Mr. Biden’s plan would cancel $10,000 of federal student loan debt for those who make under $125,000 a year. People who received Pell grants for low-income families could qualify for an additional $10,000 in debt cancellation.

But the plan was challenged in court as an illegal use of executive authority, and during oral arguments in February, several justices appeared skeptical of the program. A ruling from the court could come at any time but is expected next month.

White House officials have said repeatedly that they are confident in the legality of the president’s plan. But the debate about the plan, and the broader issue of student loans, has been fierce in Congress.

Republicans have vowed to block the president’s plan if the courts do not. But they have so far failed to make good on that promise, despite repeated attempts.

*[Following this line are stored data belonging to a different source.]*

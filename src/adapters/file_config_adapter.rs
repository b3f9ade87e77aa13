//! INI file configuration adapter.

use crate::domain::error::ReturnsError;
use crate::ports::config_port::ConfigPort;
use configparser::ini::Ini;
use std::path::Path;

/// Section/key lookups over a parsed INI file. Keys are case-insensitive.
pub struct FileConfigAdapter {
    config: Ini,
}

impl FileConfigAdapter {
    pub fn from_file<P: AsRef<Path>>(path: P) -> Result<Self, ReturnsError> {
        let path = path.as_ref();
        let mut config = Ini::new();
        config
            .load(path)
            .map_err(|reason| ReturnsError::ConfigParse {
                file: path.display().to_string(),
                reason,
            })?;
        Ok(Self { config })
    }

    /// An adapter with no sections; every lookup falls back to its default.
    pub fn empty() -> Self {
        Self { config: Ini::new() }
    }

    pub fn from_string(content: &str) -> Result<Self, ReturnsError> {
        let mut config = Ini::new();
        config
            .read(content.to_string())
            .map_err(|reason| ReturnsError::ConfigParse {
                file: "<inline>".into(),
                reason,
            })?;
        Ok(Self { config })
    }

    fn parse_bool(value: &str) -> Option<bool> {
        match value.to_lowercase().as_str() {
            "true" | "yes" | "1" => Some(true),
            "false" | "no" | "0" => Some(false),
            _ => None,
        }
    }
}

impl ConfigPort for FileConfigAdapter {
    fn get_string(&self, section: &str, key: &str) -> Option<String> {
        self.config.get(section, key)
    }

    fn get_int(&self, section: &str, key: &str, default: i64) -> i64 {
        self.config
            .getint(section, key)
            .ok()
            .flatten()
            .unwrap_or(default)
    }

    fn get_double(&self, section: &str, key: &str, default: f64) -> f64 {
        self.config
            .getfloat(section, key)
            .ok()
            .flatten()
            .unwrap_or(default)
    }

    fn get_bool(&self, section: &str, key: &str, default: bool) -> bool {
        self.config
            .get(section, key)
            .as_ref()
            .and_then(|v| Self::parse_bool(v))
            .unwrap_or(default)
    }
}

#[cfg(test)]
mod tests {
    use super::*;
    use std::io::Write;
    use tempfile::NamedTempFile;

    fn create_temp_config(content: &str) -> NamedTempFile {
        let mut file = NamedTempFile::new().unwrap();
        write!(file, "{}", content).unwrap();
        file
    }

    #[test]
    fn from_string_parses_config() {
        let content = r#"
[trade]
fast_span = 12
slow_span = 26
expense_rate = 0.00095

[simulation]
reference_year = 2023
"#;
        let adapter = FileConfigAdapter::from_string(content).unwrap();
        assert_eq!(adapter.get_string("trade", "fast_span"), Some("12".to_string()));
        assert_eq!(adapter.get_int("simulation", "reference_year", 0), 2023);
        assert_eq!(adapter.get_double("trade", "expense_rate", 0.0), 0.00095);
    }

    #[test]
    fn get_string_returns_none_for_missing_key() {
        let adapter = FileConfigAdapter::from_string("[trade]\nunits = 20\n").unwrap();
        assert_eq!(adapter.get_string("trade", "missing"), None);
        assert_eq!(adapter.get_string("missing_section", "key"), None);
    }

    #[test]
    fn get_int_returns_default_for_missing_or_non_numeric() {
        let adapter = FileConfigAdapter::from_string("[simulation]\nsample_size = abc\n").unwrap();
        assert_eq!(adapter.get_int("simulation", "sample_size", 30), 30);
        assert_eq!(adapter.get_int("simulation", "purchase_times", 10), 10);
    }

    #[test]
    fn get_double_returns_default_for_non_numeric() {
        let adapter =
            FileConfigAdapter::from_string("[control]\nexpense_rate = not_a_number\n").unwrap();
        assert_eq!(adapter.get_double("control", "expense_rate", 0.5), 0.5);
    }

    #[test]
    fn get_bool_values() {
        let adapter = FileConfigAdapter::from_string(
            "[output]\na = true\nb = yes\nc = 1\nd = false\ne = no\nf = 0\n",
        )
        .unwrap();
        assert!(adapter.get_bool("output", "a", false));
        assert!(adapter.get_bool("output", "b", false));
        assert!(adapter.get_bool("output", "c", false));
        assert!(!adapter.get_bool("output", "d", true));
        assert!(!adapter.get_bool("output", "e", true));
        assert!(!adapter.get_bool("output", "f", true));
        assert!(adapter.get_bool("output", "missing", true));
    }

    #[test]
    fn from_file_reads_config() {
        let file = create_temp_config("[returns]\nstart_year = 1960\n");
        let adapter = FileConfigAdapter::from_file(file.path()).unwrap();
        assert_eq!(adapter.get_int("returns", "start_year", 1951), 1960);
    }

    #[test]
    fn from_file_returns_error_for_missing_file() {
        let result = FileConfigAdapter::from_file("/nonexistent/path/config.ini");
        assert!(matches!(
            result,
            Err(ReturnsError::ConfigParse { file, .. }) if file == "/nonexistent/path/config.ini"
        ));
    }

    #[test]
    fn empty_adapter_yields_defaults() {
        let adapter = FileConfigAdapter::empty();
        assert_eq!(adapter.get_string("trade", "units"), None);
        assert_eq!(adapter.get_double("trade", "units", 20.0), 20.0);
    }

    #[test]
    fn typed_year_and_count_lookups() {
        let adapter = FileConfigAdapter::from_string(
            "[simulation]\nreference_year = 2020\nsample_size = 30\nwindow_years = 99999999999\npurchase_times = -1\n",
        )
        .unwrap();
        assert_eq!(adapter.get_year("simulation", "reference_year", 2023).unwrap(), 2020);
        assert_eq!(adapter.get_year("simulation", "missing", 2023).unwrap(), 2023);
        assert_eq!(adapter.get_count("simulation", "sample_size", 1).unwrap(), 30);
        assert!(matches!(
            adapter.get_year("simulation", "window_years", 20),
            Err(ReturnsError::ConfigInvalid { key, .. }) if key == "window_years"
        ));
        assert!(matches!(
            adapter.get_count("simulation", "purchase_times", 10),
            Err(ReturnsError::ConfigInvalid { key, .. }) if key == "purchase_times"
        ));
    }
}
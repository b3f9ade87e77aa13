//! Configuration validation.
//!
//! Checks the INI sections before any computation runs. Absent keys fall back
//! to defaults and are not errors.

use crate::domain::error::ReturnsError;
use crate::ports::config_port::ConfigPort;

pub fn validate_returns_config(config: &dyn ConfigPort) -> Result<(), ReturnsError> {
    validate_year_range(config, "returns")?;
    Ok(())
}

pub fn validate_trade_config(config: &dyn ConfigPort) -> Result<(), ReturnsError> {
    validate_spans(config)?;
    validate_positive(config, "trade", "units")?;
    validate_positive(config, "trade", "price_divisor")?;
    validate_non_negative(config, "trade", "expense_rate")?;
    validate_year_range(config, "trade")?;
    Ok(())
}

pub fn validate_control_config(config: &dyn ConfigPort) -> Result<(), ReturnsError> {
    validate_positive(config, "control", "units")?;
    validate_positive(config, "control", "price_divisor")?;
    validate_non_negative(config, "control", "expense_rate")?;
    validate_year_range(config, "control")?;
    Ok(())
}

pub fn validate_simulation_config(config: &dyn ConfigPort) -> Result<(), ReturnsError> {
    validate_at_least_one(config, "simulation", "window_years")?;
    validate_at_least_one(config, "simulation", "purchase_times")?;
    validate_at_least_one(config, "simulation", "sample_size")?;
    validate_positive(config, "simulation", "units_per_purchase")?;
    validate_positive(config, "simulation", "price_divisor")?;
    validate_non_negative(config, "simulation", "expense_ratio")?;
    validate_year_range(config, "simulation")?;
    Ok(())
}

/// Runs every section check.
pub fn validate_all(config: &dyn ConfigPort) -> Result<(), ReturnsError> {
    validate_returns_config(config)?;
    validate_trade_config(config)?;
    validate_control_config(config)?;
    validate_simulation_config(config)?;
    Ok(())
}

fn invalid(section: &str, key: &str, reason: &str) -> ReturnsError {
    ReturnsError::ConfigInvalid {
        section: section.to_string(),
        key: key.to_string(),
        reason: reason.to_string(),
    }
}

fn validate_positive(config: &dyn ConfigPort, section: &str, key: &str) -> Result<(), ReturnsError> {
    let value = config.get_double(section, key, 1.0);
    if value <= 0.0 || value.is_nan() {
        return Err(invalid(section, key, &format!("{key} must be positive")));
    }
    Ok(())
}

fn validate_non_negative(
    config: &dyn ConfigPort,
    section: &str,
    key: &str,
) -> Result<(), ReturnsError> {
    let value = config.get_double(section, key, 0.0);
    if value < 0.0 || value.is_nan() {
        return Err(invalid(section, key, &format!("{key} must be non-negative")));
    }
    Ok(())
}

fn validate_at_least_one(
    config: &dyn ConfigPort,
    section: &str,
    key: &str,
) -> Result<(), ReturnsError> {
    let value = config.get_int(section, key, 1);
    if value < 1 {
        return Err(invalid(section, key, &format!("{key} must be at least 1")));
    }
    Ok(())
}

fn validate_spans(config: &dyn ConfigPort) -> Result<(), ReturnsError> {
    let fast = config.get_int("trade", "fast_span", 12);
    let slow = config.get_int("trade", "slow_span", 26);
    if fast < 1 {
        return Err(invalid("trade", "fast_span", "fast_span must be at least 1"));
    }
    if slow < 1 {
        return Err(invalid("trade", "slow_span", "slow_span must be at least 1"));
    }
    if fast >= slow {
        return Err(invalid(
            "trade",
            "fast_span",
            "fast_span must be shorter than slow_span",
        ));
    }
    Ok(())
}

fn validate_year_range(config: &dyn ConfigPort, section: &str) -> Result<(), ReturnsError> {
    let start = parse_year(config, section, "start_year")?;
    let end = parse_year(config, section, "end_year")?;
    if let (Some(start), Some(end)) = (start, end) {
        if start >= end {
            return Err(invalid(
                section,
                "start_year",
                "start_year must be before end_year",
            ));
        }
    }
    Ok(())
}

fn parse_year(
    config: &dyn ConfigPort,
    section: &str,
    key: &str,
) -> Result<Option<i32>, ReturnsError> {
    match config.get_string(section, key) {
        None => Ok(None),
        Some(s) => s
            .trim()
            .parse::<i32>()
            .map(Some)
            .map_err(|_| invalid(section, key, &format!("invalid {key}, expected a year"))),
    }
}

#[cfg(test)]
mod tests {
    use super::*;
    use crate::adapters::file_config_adapter::FileConfigAdapter;

    fn make_config(content: &str) -> FileConfigAdapter {
        FileConfigAdapter::from_string(content).unwrap()
    }

    #[test]
    fn empty_config_uses_valid_defaults() {
        let config = make_config("");
        assert!(validate_all(&config).is_ok());
    }

    #[test]
    fn valid_full_config_passes() {
        let config = make_config(
            r#"
[returns]
start_year = 1951
end_year = 2024

[trade]
fast_span = 12
slow_span = 26
units = 20
price_divisor = 10
expense_rate = 0.00095
start_year = 1950
end_year = 2023

[control]
units = 20
expense_rate = 0.00095

[simulation]
window_years = 20
purchase_times = 10
sample_size = 30
units_per_purchase = 2
expense_ratio = 0.00095
reference_year = 2023
"#,
        );
        assert!(validate_all(&config).is_ok());
    }

    #[test]
    fn fast_span_must_be_shorter() {
        let config = make_config("[trade]\nfast_span = 26\nslow_span = 12\n");
        let err = validate_trade_config(&config).unwrap_err();
        assert!(matches!(err, ReturnsError::ConfigInvalid { key, .. } if key == "fast_span"));
    }

    #[test]
    fn zero_span_fails() {
        let config = make_config("[trade]\nfast_span = 0\n");
        let err = validate_trade_config(&config).unwrap_err();
        assert!(matches!(err, ReturnsError::ConfigInvalid { key, .. } if key == "fast_span"));
    }

    #[test]
    fn negative_expense_rate_fails() {
        let config = make_config("[trade]\nexpense_rate = -0.01\n");
        let err = validate_trade_config(&config).unwrap_err();
        assert!(matches!(err, ReturnsError::ConfigInvalid { key, .. } if key == "expense_rate"));
    }

    #[test]
    fn zero_price_divisor_fails() {
        let config = make_config("[control]\nprice_divisor = 0\n");
        let err = validate_control_config(&config).unwrap_err();
        assert!(matches!(err, ReturnsError::ConfigInvalid { key, .. } if key == "price_divisor"));
    }

    #[test]
    fn inverted_year_range_fails() {
        let config = make_config("[returns]\nstart_year = 2024\nend_year = 1951\n");
        let err = validate_returns_config(&config).unwrap_err();
        assert!(matches!(err, ReturnsError::ConfigInvalid { key, .. } if key == "start_year"));
    }

    #[test]
    fn non_numeric_year_fails() {
        let config = make_config("[control]\nend_year = soon\n");
        let err = validate_control_config(&config).unwrap_err();
        assert!(matches!(err, ReturnsError::ConfigInvalid { key, .. } if key == "end_year"));
    }

    #[test]
    fn sample_size_zero_fails() {
        let config = make_config("[simulation]\nsample_size = 0\n");
        let err = validate_simulation_config(&config).unwrap_err();
        assert!(matches!(err, ReturnsError::ConfigInvalid { key, .. } if key == "sample_size"));
    }

    #[test]
    fn units_per_purchase_negative_fails() {
        let config = make_config("[simulation]\nunits_per_purchase = -2\n");
        let err = validate_simulation_config(&config).unwrap_err();
        assert!(
            matches!(err, ReturnsError::ConfigInvalid { key, .. } if key == "units_per_purchase")
        );
    }
}
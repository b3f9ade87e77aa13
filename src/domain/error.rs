//! Domain error types.

use std::fmt;

/// Which economic index table a lookup was made against.
#[derive(Debug, Clone, Copy, PartialEq, Eq)]
pub enum IndexTable {
    Cpi,
    DividendYield,
}

impl fmt::Display for IndexTable {
    fn fmt(&self, f: &mut fmt::Formatter<'_>) -> fmt::Result {
        match self {
            IndexTable::Cpi => write!(f, "CPI"),
            IndexTable::DividendYield => write!(f, "dividend yield"),
        }
    }
}

/// Top-level error type for realreturns.
#[derive(Debug, thiserror::Error)]
pub enum ReturnsError {
    #[error("no {table} value for year {year}")]
    MissingIndexYear { table: IndexTable, year: i32 },

    #[error("invalid period ({start}, {end}): start year must precede end year")]
    InvalidPeriod { start: i32, end: i32 },

    #[error("invalid EMA span {span}: span must be at least 1")]
    InvalidSpan { span: usize },

    #[error("cannot draw {requested} distinct prices from {available} records in {year}")]
    InsufficientSamples {
        year: i32,
        available: usize,
        requested: usize,
    },

    #[error("duplicate result key {key}")]
    DuplicateKey { key: String },

    #[error("config parse error in {file}: {reason}")]
    ConfigParse { file: String, reason: String },

    #[error("invalid config value [{section}] {key}: {reason}")]
    ConfigInvalid {
        section: String,
        key: String,
        reason: String,
    },

    #[error("data error: {reason}")]
    Data { reason: String },

    #[error(transparent)]
    Io(#[from] std::io::Error),
}

impl ReturnsError {
    /// Process exit status for this error's category.
    pub fn exit_status(&self) -> u8 {
        match self {
            ReturnsError::Io(_) => 1,
            ReturnsError::ConfigParse { .. } | ReturnsError::ConfigInvalid { .. } => 2,
            ReturnsError::MissingIndexYear { .. } => 3,
            ReturnsError::Data { .. } => 4,
            ReturnsError::InvalidPeriod { .. }
            | ReturnsError::InvalidSpan { .. }
            | ReturnsError::InsufficientSamples { .. }
            | ReturnsError::DuplicateKey { .. } => 5,
        }
    }
}

impl From<&ReturnsError> for std::process::ExitCode {
    fn from(err: &ReturnsError) -> Self {
        std::process::ExitCode::from(err.exit_status())
    }
}
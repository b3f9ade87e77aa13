//! Inflation- and dividend-adjusted annual returns.
//!
//! Every variant keys its rows by the `(year - 1, year)` span and compares the
//! mean close of `year` against the mean close of `year - 1` restated in
//! `year` money (`cpi[year] / cpi[year - 1]`). Missing price data becomes NaN;
//! missing index years are errors.

use std::ops::Range;

use tracing::{info, warn};

use super::error::ReturnsError;
use super::index_tables::EconomicIndexTables;
use super::period::{MonthKey, Period};
use super::price::PriceSeries;
use super::table::{ResultTable, TableRow};

/// Default range of `year` values (periods 1950-1951 through 2022-2023).
pub const DEFAULT_RETURN_YEARS: Range<i32> = 1951..2024;

#[derive(Debug, Clone, Copy, PartialEq)]
pub struct StockReturn {
    pub without_dividends: f64,
    pub with_dividends: f64,
}

impl TableRow for StockReturn {
    fn column_names() -> &'static [&'static str] {
        &[
            "(%)Adjusted_Annual_Return_Without_Dividends",
            "(%)Adjusted_Annual_Return_With_Dividends",
        ]
    }

    fn values(&self) -> Vec<f64> {
        vec![self.without_dividends, self.with_dividends]
    }
}

#[derive(Debug, Clone, Copy, PartialEq)]
pub struct RealReturn {
    pub real_return: f64,
}

impl TableRow for RealReturn {
    fn column_names() -> &'static [&'static str] {
        &["(%)Adjusted_Real_Return"]
    }

    fn values(&self) -> Vec<f64> {
        vec![self.real_return]
    }
}

#[derive(Debug, Clone, Copy, PartialEq)]
pub struct MonthlyReturn {
    pub month: u32,
    pub real_return: f64,
}

impl TableRow for MonthlyReturn {
    fn column_names() -> &'static [&'static str] {
        &["Month", "(%)Adjusted_Real_Return"]
    }

    fn values(&self) -> Vec<f64> {
        vec![self.month as f64, self.real_return]
    }
}

/// Real percentage change from `previous_mean` to `current_mean`.
///
/// `inflation` restates the previous mean (and its dividend) in current money.
/// `dividend_yield_pct` of `None` leaves dividends out.
pub fn adjusted_return(
    current_mean: f64,
    previous_mean: f64,
    inflation: f64,
    dividend_yield_pct: Option<f64>,
) -> f64 {
    let adjusted_previous = previous_mean * inflation;
    let adjusted_dividend = dividend_yield_pct
        .map(|d| d * previous_mean / 100.0 * inflation)
        .unwrap_or(0.0);
    (current_mean + adjusted_dividend - adjusted_previous) / adjusted_previous * 100.0
}

/// Annual returns of a stock index from annual mean closes, with and
/// without the previous year's dividend yield.
pub fn annual_returns_stocks(
    series: &PriceSeries,
    tables: &EconomicIndexTables,
    years: Range<i32>,
) -> Result<ResultTable<Period, StockReturn>, ReturnsError> {
    let mut table = ResultTable::new();
    for year in years {
        let current = series.mean_close(year);
        let previous = series.mean_close(year - 1);
        let dividend = tables.dividend_yield(year - 1)?;
        let inflation = tables.inflation_factor(year)?;

        let row = StockReturn {
            without_dividends: adjusted_return(current, previous, inflation, None),
            with_dividends: adjusted_return(current, previous, inflation, Some(dividend)),
        };
        if row.with_dividends.is_nan() {
            warn!(year, "no price data for annual stock return");
        }
        table.push(Period::year_over_year(year), row)?;
    }
    info!(rows = table.len(), "computed annual stock returns");
    Ok(table)
}

fn monthly_stock_returns(
    series: &PriceSeries,
    tables: &EconomicIndexTables,
    year: i32,
) -> Result<[f64; 12], ReturnsError> {
    let dividend = tables.dividend_yield(year - 1)?;
    let inflation = tables.inflation_factor(year)?;
    let mut returns = [f64::NAN; 12];
    for (slot, month) in returns.iter_mut().zip(1..=12u32) {
        let current = series.mean_close_in_month(year, month);
        let previous = series.mean_close_in_month(year - 1, month);
        *slot = adjusted_return(current, previous, inflation, Some(dividend));
    }
    Ok(returns)
}

/// Annual stock returns computed month by month (January against January,
/// and so on) and then averaged. A month with no data makes the year NaN.
pub fn monthly_averaged_returns_stocks(
    series: &PriceSeries,
    tables: &EconomicIndexTables,
    years: Range<i32>,
) -> Result<ResultTable<Period, RealReturn>, ReturnsError> {
    let mut table = ResultTable::new();
    for year in years {
        let monthly = monthly_stock_returns(series, tables, year)?;
        let real_return = mean(&monthly);
        if real_return.is_nan() {
            warn!(year, "incomplete monthly data for stock return");
        }
        table.push(Period::year_over_year(year), RealReturn { real_return })?;
    }
    info!(rows = table.len(), "computed monthly-averaged stock returns");
    Ok(table)
}

/// The twelve monthly stock returns behind [`monthly_averaged_returns_stocks`].
pub fn monthly_returns_stocks(
    series: &PriceSeries,
    tables: &EconomicIndexTables,
    years: Range<i32>,
) -> Result<ResultTable<MonthKey, MonthlyReturn>, ReturnsError> {
    let mut table = ResultTable::new();
    for year in years {
        let monthly = monthly_stock_returns(series, tables, year)?;
        for (month, real_return) in (1..=12u32).zip(monthly) {
            let key = MonthKey {
                period: Period::year_over_year(year),
                month,
            };
            table.push(key, MonthlyReturn { month, real_return })?;
        }
    }
    Ok(table)
}

/// Annual commodity returns from annual mean closes (no dividends).
pub fn annual_returns_commodity(
    series: &PriceSeries,
    tables: &EconomicIndexTables,
    years: Range<i32>,
) -> Result<ResultTable<Period, RealReturn>, ReturnsError> {
    let mut table = ResultTable::new();
    for year in years {
        let inflation = tables.inflation_factor(year)?;
        let real_return =
            adjusted_return(series.mean_close(year), series.mean_close(year - 1), inflation, None);
        if real_return.is_nan() {
            warn!(year, "no price data for annual commodity return");
        }
        table.push(Period::year_over_year(year), RealReturn { real_return })?;
    }
    info!(rows = table.len(), "computed annual commodity returns");
    Ok(table)
}

/// Commodity returns month by month, then averaged. Months without a price
/// in either year are skipped; a year with no usable month is NaN.
pub fn monthly_averaged_returns_commodity(
    series: &PriceSeries,
    tables: &EconomicIndexTables,
    years: Range<i32>,
) -> Result<ResultTable<Period, RealReturn>, ReturnsError> {
    let mut table = ResultTable::new();
    for year in years {
        let inflation = tables.inflation_factor(year)?;
        let mut monthly = Vec::with_capacity(12);
        for month in 1..=12u32 {
            let current = series.month_records(year, month);
            let previous = series.month_records(year - 1, month);
            if current.is_empty() || previous.is_empty() {
                continue;
            }
            monthly.push(adjusted_return(
                series.mean_close_in_month(year, month),
                series.mean_close_in_month(year - 1, month),
                inflation,
                None,
            ));
        }
        let real_return = mean(&monthly);
        if monthly.is_empty() {
            warn!(year, "no overlapping months for commodity return");
        }
        table.push(Period::year_over_year(year), RealReturn { real_return })?;
    }
    info!(rows = table.len(), "computed monthly-averaged commodity returns");
    Ok(table)
}

/// Arithmetic mean, NaN for an empty slice or when any value is NaN.
pub fn mean(values: &[f64]) -> f64 {
    if values.is_empty() {
        return f64::NAN;
    }
    values.iter().sum::<f64>() / values.len() as f64
}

Last month, House Republicans passed a bill to raise the debt ceiling that would have blocked the student debt cancellation plan and ended the temporary pause on payments. That bill was shelved after negotiations began with the White House on the debt ceiling and spending cuts.

Last week, the House passed a resolution that would use the Congressional Review Act to overturn the president’s debt cancellation plan. But the Senate has not taken up the measure, and Mr. Biden has said he would veto it.

Instead, the compromise debt ceiling legislation now under consideration by lawmakers only requires ending the pause on payments — a move that the president had already said he would make. It would not block the debt cancellation plan.

In addition, White House officials said the legislation would not deny the Biden administration the ability to pause student loan payments during a future emergency, as Republicans had sought to do.

A spokesman for the White House said the president was pleased that Republicans had failed to block his debt cancellation plan in the debt ceiling legislation.

“House Republicans weren’t able to take away a single penny of relief for the 40 million eligible borrowers, most of whom make less than $75,000 a year,” the spokesman, Abdullah Hasan, said. “The administration announced back in November that the current student loan payment pause would end this summer — this agreement makes no changes to that plan.”